01Section

Overview

Research question

Is a modular Vision-Language Model based split-compute architecture a suitable approach for semantic obstacle detection on a resource-constrained autonomous lawn mower?

The problem

Autonomous service robots in unstructured outdoor environments rely on reactive sensing and fixed-vocabulary perception models. They can identify what is in a scene, but not what is happening in it.

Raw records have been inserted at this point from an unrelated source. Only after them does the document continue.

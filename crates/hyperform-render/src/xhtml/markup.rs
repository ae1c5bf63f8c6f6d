//! Minimal markup buffer with escaping.

/// Escapes HTML special characters in a string.
pub fn escape_html(s: &str) -> String {
    s.replace('&', "&amp;")
        .replace('<', "&lt;")
        .replace('>', "&gt;")
        .replace('"', "&quot;")
}

/// Ordered attributes of an element.
#[derive(Debug, Clone, Default, PartialEq, Eq)]
pub struct Attributes(Vec<(&'static str, String)>);

impl Attributes {
    /// No attributes.
    pub fn new() -> Self {
        Self::default()
    }

    /// Append an attribute.
    #[must_use]
    pub fn with(mut self, name: &'static str, value: impl Into<String>) -> Self {
        self.0.push((name, value.into()));
        self
    }

    /// Append an attribute if a value is present.
    #[must_use]
    pub fn with_opt(self, name: &'static str, value: Option<impl Into<String>>) -> Self {
        match value {
            Some(value) => self.with(name, value),
            None => self,
        }
    }

    /// Append a boolean attribute in XHTML form, `disabled="disabled"`.
    #[must_use]
    pub fn with_flag(self, name: &'static str, set: bool) -> Self {
        if set { self.with(name, name) } else { self }
    }

    /// Append several attributes.
    #[must_use]
    pub fn extend(mut self, attrs: impl IntoIterator<Item = (&'static str, String)>) -> Self {
        self.0.extend(attrs);
        self
    }

    fn write_to(&self, out: &mut String) {
        for (name, value) in &self.0 {
            out.push(' ');
            out.push_str(name);
            out.push_str("=\"");
            out.push_str(&escape_html(value));
            out.push('"');
        }
    }
}

/// Markup under construction.
#[derive(Debug, Clone, Default)]
pub struct Markup(String);

impl Markup {
    /// Empty buffer.
    pub fn new() -> Self {
        Self::default()
    }

    /// `<tag attrs>`
    pub fn open(&mut self, tag: &str, attrs: &Attributes) -> &mut Self {
        self.0.push('<');
        self.0.push_str(tag);
        attrs.write_to(&mut self.0);
        self.0.push('>');
        self
    }

    /// `<tag attrs/>`
    pub fn empty(&mut self, tag: &str, attrs: &Attributes) -> &mut Self {
        self.0.push('<');
        self.0.push_str(tag);
        attrs.write_to(&mut self.0);
        self.0.push_str("/>");
        self
    }

    /// `</tag>`
    pub fn close(&mut self, tag: &str) -> &mut Self {
        self.0.push_str("</");
        self.0.push_str(tag);
        self.0.push('>');
        self
    }

    /// Escaped text.
    pub fn text(&mut self, text: &str) -> &mut Self {
        self.0.push_str(&escape_html(text));
        self
    }

    /// `<tag attrs>text</tag>`
    pub fn element(&mut self, tag: &str, attrs: &Attributes, text: &str) -> &mut Self {
        self.open(tag, attrs).text(text).close(tag)
    }

    /// Verbatim markup.
    pub fn raw(&mut self, markup: &str) -> &mut Self {
        self.0.push_str(markup);
        self
    }

    /// Buffered markup.
    pub fn as_str(&self) -> &str {
        &self.0
    }

    /// Take the buffered markup.
    pub fn into_string(self) -> String {
        self.0
    }
}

Knowing a region is “a person” or “an animal” does not, by itself, determine the right navigation action · the answer depends on state, activity, and position, none of which a standard segmentation model can encode.

The proposal

Lightweight image segmentation runs on a constrained onboard computer, while visual reasoning is offloaded to a nearby edge node running a VLM. The VLM emits a structured natural-language response · scene description, obstacle classification, and navigation action · enabling open-vocabulary reasoning on hardware that cannot host a full VLM locally.

Two evaluation dimensions

A · Capability

Can the VLM layer reason about obstacles in situations where understanding goes beyond pixel-level classification?

B · Diagnosability

Does natural-language output make navigation errors more attributable than in classification-only systems?

Scope & delimitations

  • Deployed on a single platform · Husqvarna Automower 450X Nera · as a research prototype, not a production system.
  • Edge VLM runs on a nearby workstation (MacBook Pro M2 Pro), simulating a realistic edge-compute node, not on cloud infrastructure.
  • Evaluation focuses on suitability for the task; throughput, energy budget, and long-term reliability are out of scope.
  • Prompt portability across model families and temporal reasoning over longer horizons are flagged as future work.